When Dos Santos, now 74, became president in 1979, war was already raging between the MPLA government and UNITA rebels.
Angolans endured a bloody civil war and extreme poverty as for nearly 40 years power rested solely in the hands of autocratic President Jose Eduardo dos Santos.
State
radio's announcement on Friday that he will stand down next year
appears to be the beginning of the end of one of Africa's longest
reigns, and could open a new chapter for a country largely closed off to
the outside world.
When Dos Santos, now
74, became president in 1979, war was already raging between the MPLA
government and UNITA rebels, four years after independence from Portugal.
Today,
Angola has been at peace only since 2002, and is still deeply scarred
by a conflict that became a vicious proxy battleground in the Cold War
rivalry of the United States and the Soviet Union.
After
fighting eventually ceased, a frenetic oil boom saw skyscrapers sprout
up in the centre of the capital Luanda and paid for nationwide
infrastructure improvements.
But it left
millions of ordinary Angolans living in dire slums, and the collapse in
oil prices has triggered a full-scale national economic crisis since
2013.
"In some ways he is the father figure of the nation, widely seen -- rightly or wrongly -- as the man who ended the war," Soren Kirk Jensen, an Angola specialist at the London-based Chatham House think tank, told AFP.

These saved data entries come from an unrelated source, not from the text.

//! Pipeline stages for PDF text extraction.
//!
//! Each submodule implements exactly one step of the job.
//!
//! ## Data Flow
//!
//! ```text
//! input ──▶ engine ──▶ extract ──▶ assemble ──▶ emit
//! (checks)  (pdfium)   (lines)     (order)      (txt + html)
//! ```
//!
//! 1. [`input`]: reject unset, missing or non-PDF inputs and prepare the
//!    output directory before anything is opened
//! 2. [`engine`]: bind the pdfium library and load the document
//! 3. [`extract`]: produce each page's line fragments with their vertical
//!    positions; the only stage that talks to pdfium per page
//! 4. [`assemble`]: sort a page's fragments into reading order and render
//!    the text and HTML forms with their page separators
//! 5. [`emit`]: append rendered pages to the two outputs
//!
//! [`crate::job`] drives steps 3–5 page by page.

pub mod assemble;
pub mod emit;
pub mod engine;
pub mod extract;
pub mod input;
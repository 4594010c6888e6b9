//! Streaming API: job progress and completion as an async stream.
//!
//! [`convert_stream`] starts the same job as [`crate::convert::convert`] on a
//! blocking worker and returns immediately with a stream of [`JobEvent`]s.
//! A UI can poll the stream from its own task and update a progress
//! indicator without ever blocking on the extraction.
//!
//! The stream ends after exactly one terminal event, [`JobEvent::Completed`]
//! or [`JobEvent::Failed`]. Dropping the stream early does not stop the job;
//! it runs to completion and its remaining events are discarded.

use crate::config::ExtractionConfig;
use crate::convert::{check_paths, run_job};
use crate::error::{PageError, Pdf2TxtError};
use crate::job::JobState;
use crate::output::JobReport;
use crate::pipeline::emit::FileSink;
use crate::progress::{JobProgressCallback, ProgressCallback};
use serde::{Deserialize, Serialize};
use std::path::Path;
use std::pin::Pin;
use std::sync::Arc;
use tokio::sync::mpsc;
use tokio_stream::wrappers::UnboundedReceiverStream;
use tokio_stream::Stream;
use tracing::warn;

/// One observable step of a running job.
#[derive(Debug, Clone, PartialEq, Serialize, Deserialize)]
#[serde(tag = "event", rename_all = "snake_case")]
pub enum JobEvent {
    /// Outputs are open and the page count is known.
    Started { total_pages: usize },
    /// A page's extraction failed; it is written as an empty page.
    PageSkipped { page_num: usize, error: PageError },
    /// A page has been written to both outputs.
    PageComplete {
        pages_done: usize,
        total_pages: usize,
        /// Progress percentage, 0–100.
        percent: f64,
    },
    /// Terminal: the job finished and both outputs are flushed.
    Completed(JobReport),
    /// Terminal: the job failed. Holds the error message.
    Failed(String),
}

impl JobEvent {
    pub fn is_terminal(&self) -> bool {
        matches!(self, JobEvent::Completed(_) | JobEvent::Failed(_))
    }
}

/// A boxed stream of job events.
pub type JobEventStream = Pin<Box<dyn Stream<Item = JobEvent> + Send>>;

/// Forwards callback events into the channel, then to the caller's callback.
struct ChannelCallback {
    tx: mpsc::UnboundedSender<JobEvent>,
    inner: Option<ProgressCallback>,
}

impl ChannelCallback {
    fn send(&self, event: JobEvent) {
        // A closed channel only means nobody is listening any more.
        let _ = self.tx.send(event);
    }
}

impl JobProgressCallback for ChannelCallback {
    fn on_job_start(&self, total_pages: usize) {
        self.send(JobEvent::Started { total_pages });
        if let Some(cb) = &self.inner {
            cb.on_job_start(total_pages);
        }
    }

    fn on_page_start(&self, page_num: usize, total_pages: usize) {
        if let Some(cb) = &self.inner {
            cb.on_page_start(page_num, total_pages);
        }
    }

    fn on_page_complete(&self, state: &JobState, text_len: usize) {
        self.send(JobEvent::PageComplete {
            pages_done: state.pages_done(),
            total_pages: state.total_pages(),
            percent: state.progress().percent(),
        });
        if let Some(cb) = &self.inner {
            cb.on_page_complete(state, text_len);
        }
    }

    fn on_page_skipped(&self, page_num: usize, total_pages: usize, error: &PageError) {
        self.send(JobEvent::PageSkipped {
            page_num,
            error: error.clone(),
        });
        if let Some(cb) = &self.inner {
            cb.on_page_skipped(page_num, total_pages, error);
        }
    }

    fn on_job_complete(&self, report: &JobReport) {
        // The terminal event is sent from the job's result, not from here.
        if let Some(cb) = &self.inner {
            cb.on_job_complete(report);
        }
    }
}

/// Extract a PDF into `output_dir`, streaming progress as it happens.
///
/// # Returns
/// - `Ok(JobEventStream)`: events in order, ending with one terminal event
/// - `Err(Pdf2TxtError)`: the input or output path was rejected before the
///   job started
///
/// # Example
/// ```rust,no_run
/// use pdf2txt::{convert_stream, ExtractionConfig, JobEvent};
/// use futures::StreamExt;
///
/// # #[tokio::main]
/// # async fn main() -> Result<(), Box<dyn std::error::Error>> {
/// let config = ExtractionConfig::default();
/// let mut events = convert_stream("document.pdf", "out", &config).await?;
/// while let Some(event) = events.next().await {
///     if let JobEvent::PageComplete { percent, .. } = event {
///         eprintln!("{percent:.2}%");
///     }
/// }
/// # Ok(())
/// # }
/// ```
pub async fn convert_stream(
    input: impl AsRef<Path>,
    output_dir: impl AsRef<Path>,
    config: &ExtractionConfig,
) -> Result<JobEventStream, Pdf2TxtError> {
    let (pdf_path, out_dir) = check_paths(input.as_ref(), output_dir.as_ref())?;

    let (tx, rx) = mpsc::unbounded_channel();
    let forwarder = Arc::new(ChannelCallback {
        tx: tx.clone(),
        inner: config.progress_callback.clone(),
    });
    let mut config = config.clone();
    config.progress_callback = Some(forwarder);

    let worker = tokio::task::spawn_blocking(move || {
        run_job(&pdf_path, &config, || {
            FileSink::create(&out_dir, &config.text_file_name, &config.html_file_name)
        })
    });

    tokio::spawn(async move {
        let terminal = match worker.await {
            Ok(Ok(report)) => JobEvent::Completed(report),
            Ok(Err(e)) => {
                warn!("Extraction failed: {}", e);
                JobEvent::Failed(e.to_string())
            }
            Err(e) => JobEvent::Failed(format!("Extraction worker panicked: {}", e)),
        };
        let _ = tx.send(terminal);
    });

    Ok(Box::pin(UnboundedReceiverStream::new(rx)))
}

#[cfg(test)]
mod tests {
    use super::*;
    use std::sync::atomic::{AtomicUsize, Ordering};

    struct Counter(AtomicUsize);

    impl JobProgressCallback for Counter {
        fn on_page_skipped(&self, _page_num: usize, _total: usize, _error: &PageError) {
            self.0.fetch_add(1, Ordering::SeqCst);
        }
    }

    #[test]
    fn channel_callback_forwards_and_chains() {
        let (tx, mut rx) = mpsc::unbounded_channel();
        let counter = Arc::new(Counter(AtomicUsize::new(0)));
        let cb = ChannelCallback {
            tx,
            inner: Some(counter.clone()),
        };

        cb.on_job_start(2);
        let err = PageError::ExtractionFailed {
            page: 1,
            detail: "bad".into(),
        };
        cb.on_page_skipped(1, 2, &err);
        cb.on_job_complete(&JobReport::default());

        assert_eq!(rx.try_recv().unwrap(), JobEvent::Started { total_pages: 2 });
        assert_eq!(
            rx.try_recv().unwrap(),
            JobEvent::PageSkipped {
                page_num: 1,
                error: err
            }
        );
        // No terminal event from the callback itself.
        assert!(rx.try_recv().is_err());
        assert_eq!(counter.0.load(Ordering::SeqCst), 1);
    }

    #[test]
    fn send_after_receiver_dropped_is_ignored() {
        let (tx, rx) = mpsc::unbounded_channel();
        drop(rx);
        let cb = ChannelCallback { tx, inner: None };
        cb.on_job_start(1);
    }

    #[test]
    fn event_json_is_tagged() {
        let json = serde_json::to_string(&JobEvent::Started { total_pages: 3 }).unwrap();
        assert_eq!(json, r#"{"event":"started","total_pages":3}"#);
        assert!(JobEvent::Failed("x".into()).is_terminal());
        assert!(!JobEvent::Started { total_pages: 0 }.is_terminal());
    }

    #[tokio::test]
    async fn rejected_paths_return_error_not_stream() {
        let out = tempfile::tempdir().unwrap();
        let result = convert_stream("/no/such/file.pdf", out.path(), &ExtractionConfig::default()).await;
        assert!(matches!(result, Err(Pdf2TxtError::FileNotFound { .. })));
    }
}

"It wasn't a negotiated peace, it was brutal, but it is hard to see there was any other way.
"There is growing discontent among the educated middle class, who see him as an autocrat, and as a failure due to the economy.
"But
in large parts of Angola and especially rural areas, a generation that
suffered during the war still view him in a positive light.
"That is his powerful legacy -- very long and very mixed."
'Ruthless oppression'
Leading
Angolan writer and opposition activist Rafael Marques is scathing in
his criticism of Dos Santos and dismisses any suggestion of the
president being held in affection.
Marques
himself felt the sharp edge of the regime's intolerance, standing trial
twice on defamation charges and given suspended sentences.
"Dos
Santos didn't lead his country out of war -- he was a warmonger who
ruined his country and ransacked it for his family's profit," Marques said, speaking from Luanda.
"He
has now run out of money to maintain his patronage system, so he became
far more vulnerable to pressure by his party (to stand down).
"After
37 years of power, and after all the oil money, all you see in Angola
is a few flash buildings, the misery of the people, corruption,
repression and no freedom of expression.
"The most positive thing to happen would be to bring him to justice, but his departure won't mean the end of the regime."

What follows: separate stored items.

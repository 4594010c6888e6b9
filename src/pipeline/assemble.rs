//! Reading-order assembly for a single page.
//!
//! Fragments are ordered top to bottom by sorting on vertical position,
//! highest first. This approximates single-column reading order only:
//! multi-column pages, floating boxes and rotated text interleave by height.

use crate::output::{Fragment, PageOutput};
use std::borrow::Cow;

/// Separator appended to each page of the plain-text output.
pub const TEXT_PAGE_SEPARATOR: &str = "\u{c}\n";

/// Separator appended to each page of the HTML output.
pub const HTML_PAGE_SEPARATOR: &str = "<div style=\"page-break-after: always;\"></div>\n";

/// Line break inserted before every line terminator in the HTML output.
pub const HTML_LINE_BREAK: &str = "<br>";

/// How the HTML rendering treats fragment text.
#[derive(Debug, Clone, Copy, Default, PartialEq, Eq)]
pub struct HtmlOptions {
    /// Escape `&`, `<` and `>` before inserting line breaks.
    pub escape: bool,
}

/// Order one page's fragments and render them as text and HTML.
///
/// The sort is stable: fragments at the same vertical position keep their
/// extraction order. Positions compare with [`f32::total_cmp`], so the
/// order is total even if a source reports NaN.
pub fn assemble_page(mut fragments: Vec<Fragment>, options: HtmlOptions) -> PageOutput {
    fragments.sort_by(|a, b| b.vertical_position.total_cmp(&a.vertical_position));

    let text_len: usize = fragments.iter().map(|f| f.text.len()).sum();
    let mut out = PageOutput {
        text: String::with_capacity(text_len + TEXT_PAGE_SEPARATOR.len()),
        html: String::with_capacity(text_len + HTML_PAGE_SEPARATOR.len()),
    };

    for fragment in &fragments {
        out.text.push_str(&fragment.text);
        push_html(&mut out.html, &fragment.text, options);
    }

    out.text.push_str(TEXT_PAGE_SEPARATOR);
    out.html.push_str(HTML_PAGE_SEPARATOR);
    out
}

/// Append `text` to `html`, putting `<br>` in front of every line terminator.
///
/// `\r\n` counts as one terminator; a lone `\r` or `\n` counts as one each.
fn push_html(html: &mut String, text: &str, options: HtmlOptions) {
    let text: Cow<'_, str> = if options.escape {
        html_escape::encode_text(text)
    } else {
        Cow::Borrowed(text)
    };

    let mut chars = text.chars().peekable();
    while let Some(c) = chars.next() {
        match c {
            '\r' => {
                html.push_str(HTML_LINE_BREAK);
                html.push('\r');
                if chars.peek() == Some(&'\n') {
                    chars.next();
                    html.push('\n');
                }
            }
            '\n' => {
                html.push_str(HTML_LINE_BREAK);
                html.push('\n');
            }
            other => html.push(other),
        }
    }
}

#[cfg(test)]
mod tests {
    use super::*;

    fn frags(items: &[(f32, &str)]) -> Vec<Fragment> {
        items.iter().map(|&(y, t)| Fragment::new(y, t)).collect()
    }

    #[test]
    fn higher_fragments_come_first() {
        let page = assemble_page(frags(&[(100.0, "B\n"), (200.0, "A\n")]), HtmlOptions::default());
        assert_eq!(page.text, "A\nB\n\u{c}\n");
        assert_eq!(
            page.html,
            "A<br>\nB<br>\n<div style=\"page-break-after: always;\"></div>\n"
        );
    }

    #[test]
    fn equal_positions_keep_extraction_order() {
        let page = assemble_page(
            frags(&[(50.0, "x"), (300.0, "top\n"), (50.0, "y"), (50.0, "z\n")]),
            HtmlOptions::default(),
        );
        assert_eq!(page.text, "top\nxyz\n\u{c}\n");
    }

    #[test]
    fn empty_page_is_only_separators() {
        let page = assemble_page(Vec::new(), HtmlOptions::default());
        assert_eq!(page.text, TEXT_PAGE_SEPARATOR);
        assert_eq!(page.html, HTML_PAGE_SEPARATOR);
    }

    #[test]
    fn one_br_per_line_terminator() {
        let source = "one\ntwo\r\nthree\rfour\n\n";
        let page = assemble_page(frags(&[(1.0, source)]), HtmlOptions::default());
        let body = page.html.strip_suffix(HTML_PAGE_SEPARATOR).unwrap();
        assert_eq!(body, "one<br>\ntwo<br>\r\nthree<br>\rfour<br>\n<br>\n");
        assert_eq!(body.matches(HTML_LINE_BREAK).count(), 5);
        assert_eq!(body.replace(HTML_LINE_BREAK, ""), source);
    }

    #[test]
    fn fragment_without_terminator_gets_no_br() {
        let page = assemble_page(frags(&[(1.0, "no newline")]), HtmlOptions::default());
        assert!(!page.html.contains(HTML_LINE_BREAK));
        assert_eq!(page.text, "no newline\u{c}\n");
    }

    #[test]
    fn markup_passes_through_unless_escaping() {
        let items = frags(&[(1.0, "a < b & c\n")]);
        let raw = assemble_page(items.clone(), HtmlOptions::default());
        assert!(raw.html.starts_with("a < b & c<br>\n"));

        let escaped = assemble_page(items, HtmlOptions { escape: true });
        assert!(escaped.html.starts_with("a &lt; b &amp; c<br>\n"));
        // The text output is never escaped.
        assert_eq!(escaped.text, "a < b & c\n\u{c}\n");
    }

    #[test]
    fn nan_positions_do_not_break_ordering() {
        let page = assemble_page(
            frags(&[(10.0, "low\n"), (f32::NAN, "nan\n"), (20.0, "high\n")]),
            HtmlOptions::default(),
        );
        assert_eq!(page.text, "nan\nhigh\nlow\n\u{c}\n");
    }

    #[test]
    fn negative_positions_sort_below_positive() {
        let page = assemble_page(
            frags(&[(-5.0, "below\n"), (5.0, "above\n")]),
            HtmlOptions::default(),
        );
        assert_eq!(page.text, "above\nbelow\n\u{c}\n");
    }
}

Life after Dos Santos is hard to imagine for many Angolans if -- as announced -- he does not stand in next year's election.
Though
seldom seen in public, he has been a looming presence through the
decades, exercising almost total authority over politics, the courts,
the security forces, media and business.
His
picture often appears on the front page of newspapers, as well as on
countless billboards and framed photographs in every office.
"Looking
back, he has been an extraordinary, substantial figure who was involved
in ruthless oppression of opponents, including within his own party," Martin Plaut, African analyst and fellow of the Institute of Commonwealth Studies, told AFP.
"In
some ways, he did bring stability to his country and he is viewed as an
'eminence grise' by some other African leaders. But he ruled with an
iron rod."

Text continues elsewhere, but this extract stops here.